To develop digital talent, the Foundation announced the launch of a new partnership with Huawei to implement a regional Seeds For The Future programme.

Besides developing information and communication technologies talent, the initiative seeks to enhance knowledge transfer and promote regional participation in the digital community.

“This programme not only trains youth on technical skills, it also provides a platform for them to apply what was learned,” said Ms Yang Mee Eng, executive director of the Asean Foundation.

During the summit, Huawei announced it intends to spend US$50 million (S$68 million) over five years to train nearly 500,000 people in new digital technologies in the Asia-Pacific region.

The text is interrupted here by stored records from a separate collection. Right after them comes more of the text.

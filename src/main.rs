use clap::Parser;
use miette::{IntoDiagnostic, Result};
use std::io;
use std::sync::Arc;
use tokio::net::TcpListener;
use tracing::{info, warn};
use tracing_subscriber::{EnvFilter, layer::SubscriberExt, util::SubscriberInitExt};
use transdom::application::cache::ClientQuoteCache;
use transdom::application::quote::QuoteCalculator;
use transdom::config::{Cli, Command, Config, DraftsAction};
use transdom::domain::ports::DraftStoreRef;
use transdom::domain::quote::Weight;
use transdom::domain::zone::ZoneTable;
use transdom::error::ShippingError;
use transdom::infrastructure::http::build_client;
use transdom::infrastructure::http::orders::HttpOrderService;
use transdom::infrastructure::http::paystack::{PaystackConfig, PaystackGateway};
use transdom::infrastructure::http::rates::RateLookupClient;
use transdom::infrastructure::in_memory::InMemoryDraftStore;
use transdom::interfaces::csv::zone_reader::load_table;
use transdom::interfaces::csv::zone_writer::ZoneWriter;
use transdom::interfaces::http::router;
use transdom::interfaces::http::state::AppState;

fn init_tracing(json: bool) {
    let filter = EnvFilter::try_from_default_env().unwrap_or_else(|_| EnvFilter::new("info"));
    let registry = tracing_subscriber::registry().with(filter);
    if json {
        registry
            .with(tracing_subscriber::fmt::layer().json().with_writer(io::stderr))
            .init();
    } else {
        registry
            .with(tracing_subscriber::fmt::layer().with_writer(io::stderr))
            .init();
    }
}

#[cfg(feature = "storage-rocksdb")]
fn draft_store(config: &Config) -> Result<DraftStoreRef> {
    use transdom::infrastructure::rocksdb::RocksDBDraftStore;

    match config.db_path.as_deref() {
        Some(path) => Ok(Arc::new(RocksDBDraftStore::open(path).into_diagnostic()?)),
        None => Ok(Arc::new(InMemoryDraftStore::with_ttl(config.draft_ttl()))),
    }
}

#[cfg(not(feature = "storage-rocksdb"))]
fn draft_store(config: &Config) -> Result<DraftStoreRef> {
    if config.db_path.is_some() {
        eprintln!(
            "WARNING: Persistent storage requested via --db-path, but 'storage-rocksdb' feature is not enabled. Falling back to In-Memory storage."
        );
    }
    Ok(Arc::new(InMemoryDraftStore::with_ttl(config.draft_ttl())))
}

fn zone_table(config: &Config) -> Result<Arc<ZoneTable>> {
    let table = load_table(config.zones_dir.as_deref()).into_diagnostic()?;
    Ok(Arc::new(table))
}

async fn serve(config: Config) -> Result<()> {
    let zones = zone_table(&config)?;
    let client = build_client(config.upstream_timeout()).into_diagnostic()?;

    let secret = config.gateway_secret.clone().filter(|s| !s.trim().is_empty());
    if secret.is_none() {
        warn!("PAYSTACK_SECRET_KEY is not set; payments and webhooks will be rejected");
    }

    let rates = Arc::new(RateLookupClient::new(client.clone(), &config.api_base_url));
    let gateway = Arc::new(PaystackGateway::new(
        client.clone(),
        PaystackConfig {
            base_url: config.gateway_url.clone(),
            secret_key: secret.clone().unwrap_or_default(),
            callback_url: config.callback_url.clone(),
            reference_prefix: config.reference_prefix.clone(),
        },
    ));
    let orders = Arc::new(HttpOrderService::new(client, &config.api_base_url));
    let drafts = draft_store(&config)?;

    let state = AppState::with_limits(
        zones.clone(),
        rates,
        gateway,
        orders,
        drafts,
        secret,
        config.limits(),
    );
    let app = router(state);

    let listener = TcpListener::bind(config.listen).await.into_diagnostic()?;
    info!(
        listen = %config.listen,
        api_base_url = %config.api_base_url,
        zones = zones.zones().len(),
        countries = zones.countries().len(),
        "server running"
    );

    axum::serve(listener, app)
        .with_graceful_shutdown(async {
            if let Err(e) = tokio::signal::ctrl_c().await {
                warn!(error = %e, "could not listen for shutdown signal");
                std::future::pending::<()>().await;
            }
            info!("shutting down");
        })
        .await
        .into_diagnostic()
}

#[tokio::main]
async fn main() -> Result<()> {
    let cli = Cli::parse();
    init_tracing(cli.config.log_json);
    let config = cli.config;

    match cli.command {
        Command::Serve => serve(config).await?,
        Command::Zone { country } => {
            let zones = zone_table(&config)?;
            let zone = zones
                .resolve_zone(&country)
                .ok_or_else(|| ShippingError::UnsupportedDestination(country.trim().to_string()))
                .into_diagnostic()?;
            let display = zones.display_name(zone).unwrap_or(zone.as_str());
            println!("{zone},{display}");
        }
        Command::Zones => {
            let zones = zone_table(&config)?;
            let stdout = io::stdout();
            let mut writer = ZoneWriter::new(stdout.lock());
            writer.write_table(&zones).into_diagnostic()?;
        }
        Command::Quote { from, to, weight } => {
            let weight = Weight::new(weight).into_diagnostic()?;
            let client = build_client(config.upstream_timeout()).into_diagnostic()?;
            let rates = Arc::new(RateLookupClient::new(client, &config.api_base_url));
            let calculator = QuoteCalculator::new(zone_table(&config)?, rates);
            let quote = calculator.build_quote(&from, &to, weight).await.into_diagnostic()?;
            let json = serde_json::to_string_pretty(&quote).into_diagnostic()?;
            println!("{json}");
        }
        Command::Drafts { action } => {
            let cache = ClientQuoteCache::new(draft_store(&config)?);
            match action {
                DraftsAction::Show { session } => {
                    let draft = cache
                        .load(&session)
                        .await
                        .into_diagnostic()?
                        .ok_or(ShippingError::DraftNotFound(session))
                        .into_diagnostic()?;
                    let json = serde_json::to_string_pretty(&draft).into_diagnostic()?;
                    println!("{json}");
                }
                DraftsAction::Clear { session } => {
                    cache.clear(&session).await.into_diagnostic()?;
                    println!("cleared {session}");
                }
            }
        }
    }

    Ok(())
}
use super::quote::to_cents_precision;
use crate::error::{Result, ShippingError};
use rust_decimal::Decimal;
use rust_decimal_macros::dec;
use serde::{Deserialize, Serialize};

pub const INSURANCE_RATE: Decimal = dec!(0.02);
pub const MINIMUM_FEE: Decimal = dec!(500);
pub const INSURANCE_CURRENCY: &str = "NGN";

#[derive(Debug, Clone, PartialEq, Serialize, Deserialize)]
pub struct InsuranceQuote {
    #[serde(with = "rust_decimal::serde::float")]
    pub shipment_value: Decimal,
    #[serde(with = "rust_decimal::serde::float")]
    pub insurance_fee: Decimal,
    #[serde(with = "rust_decimal::serde::float")]
    pub insurance_rate: Decimal,
    #[serde(with = "rust_decimal::serde::float")]
    pub minimum_fee: Decimal,
    pub currency: String,
}

/// Insurance is 2% of the declared value with a floor of 500.
pub fn quote_insurance(shipment_value: Decimal) -> Result<InsuranceQuote> {
    if shipment_value <= Decimal::ZERO {
        return Err(ShippingError::ValidationError(
            "Shipment value must be greater than 0".to_string(),
        ));
    }
    let fee = (shipment_value * INSURANCE_RATE).max(MINIMUM_FEE);
    Ok(InsuranceQuote {
        shipment_value,
        insurance_fee: to_cents_precision(fee),
        insurance_rate: INSURANCE_RATE,
        minimum_fee: MINIMUM_FEE,
        currency: INSURANCE_CURRENCY.to_string(),
    })
}
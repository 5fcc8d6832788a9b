//! HTTP adapters for the upstream backend and the payment gateway.

pub mod orders;
pub mod paystack;
pub mod rates;

use crate::error::{Result, ShippingError};
use reqwest::{Client, Response, StatusCode};
use std::time::Duration;

/// Builds the shared client. Every outbound call is bounded by `timeout`.
pub fn build_client(timeout: Duration) -> Result<Client> {
    Client::builder()
        .timeout(timeout)
        .connect_timeout(timeout)
        .build()
        .map_err(|e| ShippingError::InternalError(Box::new(e)))
}

pub(crate) fn transport_error(service: &str, err: reqwest::Error) -> ShippingError {
    if err.is_timeout() {
        ShippingError::UpstreamUnavailable(format!("{service} timed out"))
    } else {
        ShippingError::UpstreamUnavailable(format!("{service} unreachable: {err}"))
    }
}

/// Pulls a human-readable reason out of an error response body. The backend
/// uses `{detail}`, the gateway uses `{message}`.
pub(crate) async fn error_detail(response: Response, fallback: &str) -> (StatusCode, String) {
    let status = response.status();
    let detail = response
        .json::<serde_json::Value>()
        .await
        .ok()
        .and_then(|body| {
            body.get("detail")
                .or_else(|| body.get("message"))
                .and_then(|v| v.as_str())
                .map(str::to_string)
        })
        .unwrap_or_else(|| fallback.to_string());
    (status, detail)
}

pub(crate) fn trim_base(url: &str) -> String {
    url.trim_end_matches('/').to_string()
}
use crate::domain::zone::ZoneTable;
use crate::error::Result;
use serde::Serialize;
use std::io::Write;

#[derive(Serialize)]
struct Row<'a> {
    country: &'a str,
    zone: &'a str,
    display_name: &'a str,
}

/// Writes the resolved table as `country,zone,display_name` rows.
pub struct ZoneWriter<W: Write> {
    writer: csv::Writer<W>,
}

impl<W: Write> ZoneWriter<W> {
    pub fn new(sink: W) -> Self {
        Self {
            writer: csv::Writer::from_writer(sink),
        }
    }

    pub fn write_table(&mut self, table: &ZoneTable) -> Result<()> {
        for entry in table.zones() {
            for country in table.countries_in(&entry.zone) {
                self.writer.serialize(Row {
                    country,
                    zone: entry.zone.as_str(),
                    display_name: &entry.display_name,
                })?;
            }
        }
        self.writer.flush()?;
        Ok(())
    }
}
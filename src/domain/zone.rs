use crate::error::{Result, ShippingError};
use serde::{Deserialize, Serialize};
use std::collections::{HashMap, HashSet};
use std::fmt;

/// Identifier of a coarse pricing bucket, e.g. `UK_IRELAND` or `ASIA`.
///
/// The rate table upstream is indexed by zone, never by country.
#[derive(Debug, Clone, PartialEq, Eq, Hash, PartialOrd, Ord, Serialize, Deserialize)]
#[serde(try_from = "String", into = "String")]
pub struct ZoneId(String);

impl ZoneId {
    pub fn new(value: impl Into<String>) -> Result<Self> {
        let value = value.into().trim().to_uppercase();
        if value.is_empty() {
            return Err(ShippingError::ValidationError(
                "Zone must not be empty".to_string(),
            ));
        }
        if !value
            .chars()
            .all(|c| c.is_ascii_uppercase() || c.is_ascii_digit() || c == '_')
        {
            return Err(ShippingError::ValidationError(format!(
                "Invalid zone identifier: {value}"
            )));
        }
        Ok(Self(value))
    }

    pub fn as_str(&self) -> &str {
        &self.0
    }
}

impl TryFrom<String> for ZoneId {
    type Error = ShippingError;

    fn try_from(value: String) -> Result<Self> {
        Self::new(value)
    }
}

impl From<ZoneId> for String {
    fn from(zone: ZoneId) -> Self {
        zone.0
    }
}

impl fmt::Display for ZoneId {
    fn fmt(&self, f: &mut fmt::Formatter<'_>) -> fmt::Result {
        f.write_str(&self.0)
    }
}

/// A declared zone and its human-readable name.
#[derive(Debug, Clone, PartialEq, Eq, Serialize, Deserialize)]
pub struct ZoneEntry {
    pub zone: ZoneId,
    pub display_name: String,
}

/// A country mapped to its zone.
#[derive(Debug, Clone, PartialEq, Eq, Serialize, Deserialize)]
pub struct CountryEntry {
    pub country: String,
    pub zone: ZoneId,
}

/// The canonical country → zone mapping.
///
/// Built once from validated data and never mutated afterwards. Lookups are
/// case-insensitive and unmapped countries yield `None`, never a default zone.
#[derive(Debug, Clone)]
pub struct ZoneTable {
    zones: Vec<ZoneEntry>,
    countries: Vec<CountryEntry>,
    exact: HashMap<String, usize>,
}

impl ZoneTable {
    /// Builds the table, rejecting blank names, undeclared zones and
    /// countries listed twice (case-insensitively).
    pub fn new(zones: Vec<ZoneEntry>, countries: Vec<CountryEntry>) -> Result<Self> {
        if zones.is_empty() {
            return Err(ShippingError::ZoneTableError(
                "no zones declared".to_string(),
            ));
        }

        let mut declared: HashSet<&ZoneId> = HashSet::new();
        for entry in &zones {
            if entry.display_name.trim().is_empty() {
                return Err(ShippingError::ZoneTableError(format!(
                    "zone {} has no display name",
                    entry.zone
                )));
            }
            if !declared.insert(&entry.zone) {
                return Err(ShippingError::ZoneTableError(format!(
                    "zone {} declared twice",
                    entry.zone
                )));
            }
        }

        let countries: Vec<CountryEntry> = countries
            .into_iter()
            .map(|mut entry| {
                entry.country = entry.country.trim().to_string();
                entry
            })
            .collect();

        let mut exact = HashMap::with_capacity(countries.len());
        let mut folded: HashMap<String, &str> = HashMap::with_capacity(countries.len());
        for (idx, entry) in countries.iter().enumerate() {
            let name = entry.country.as_str();
            if name.is_empty() {
                return Err(ShippingError::ZoneTableError(format!(
                    "blank country name on row {}",
                    idx + 1
                )));
            }
            if !declared.contains(&entry.zone) {
                return Err(ShippingError::ZoneTableError(format!(
                    "country {name} maps to undeclared zone {}",
                    entry.zone
                )));
            }
            if let Some(previous) = folded.insert(name.to_lowercase(), name) {
                return Err(ShippingError::ZoneTableError(format!(
                    "country {name} listed twice (also as {previous})"
                )));
            }
            exact.insert(name.to_string(), idx);
        }

        Ok(Self {
            zones,
            countries,
            exact,
        })
    }

    /// Resolves a free-text country name to its zone.
    pub fn resolve_zone(&self, country: &str) -> Option<&ZoneId> {
        let normalized = country.trim();
        if normalized.is_empty() {
            return None;
        }

        if let Some(&idx) = self.exact.get(normalized) {
            return Some(&self.countries[idx].zone);
        }

        let lower = normalized.to_lowercase();
        self.countries
            .iter()
            .find(|entry| entry.country.to_lowercase() == lower)
            .map(|entry| &entry.zone)
    }

    pub fn display_name(&self, zone: &ZoneId) -> Option<&str> {
        self.zones
            .iter()
            .find(|entry| &entry.zone == zone)
            .map(|entry| entry.display_name.as_str())
    }

    pub fn contains_zone(&self, zone: &ZoneId) -> bool {
        self.zones.iter().any(|entry| &entry.zone == zone)
    }

    pub fn zones(&self) -> &[ZoneEntry] {
        &self.zones
    }

    pub fn countries(&self) -> &[CountryEntry] {
        &self.countries
    }

    pub fn countries_in<'a>(&'a self, zone: &'a ZoneId) -> impl Iterator<Item = &'a str> + 'a {
        self.countries
            .iter()
            .filter(move |entry| &entry.zone == zone)
            .map(|entry| entry.country.as_str())
    }
}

According to panelists at a roundtable discussion at the summit, the proper mindset, more than the acquisition of technical know-how, is what is needed to thrive in the digital economy.

“It goes beyond skills. Skills can be learned,” said Mr Gokhan Ogut, the CEO of Malaysian telco Maxis.

He noted that it is “also about the mindset and culture”, adding that digital talent need to think of customers first and challenge the status quo.

“We dub it as transformational leadership,” he said.


Huawei announced a spending of US$50 million over five years to train nearly 500,000 people in new digital technologies, in the Asia-Pacific region. PHOTO: REUTERS

Dr Vu Minh Khuong from the Lee Kuan Yew School of Public Policy at the National University of Singapore said that, apart from the ability to “make a breakthrough”, new digital talent also need to have the skills to foster synergy, and even to transform the world with innovations.

“They should be able to rethink and not stick to the established solutions,” he said.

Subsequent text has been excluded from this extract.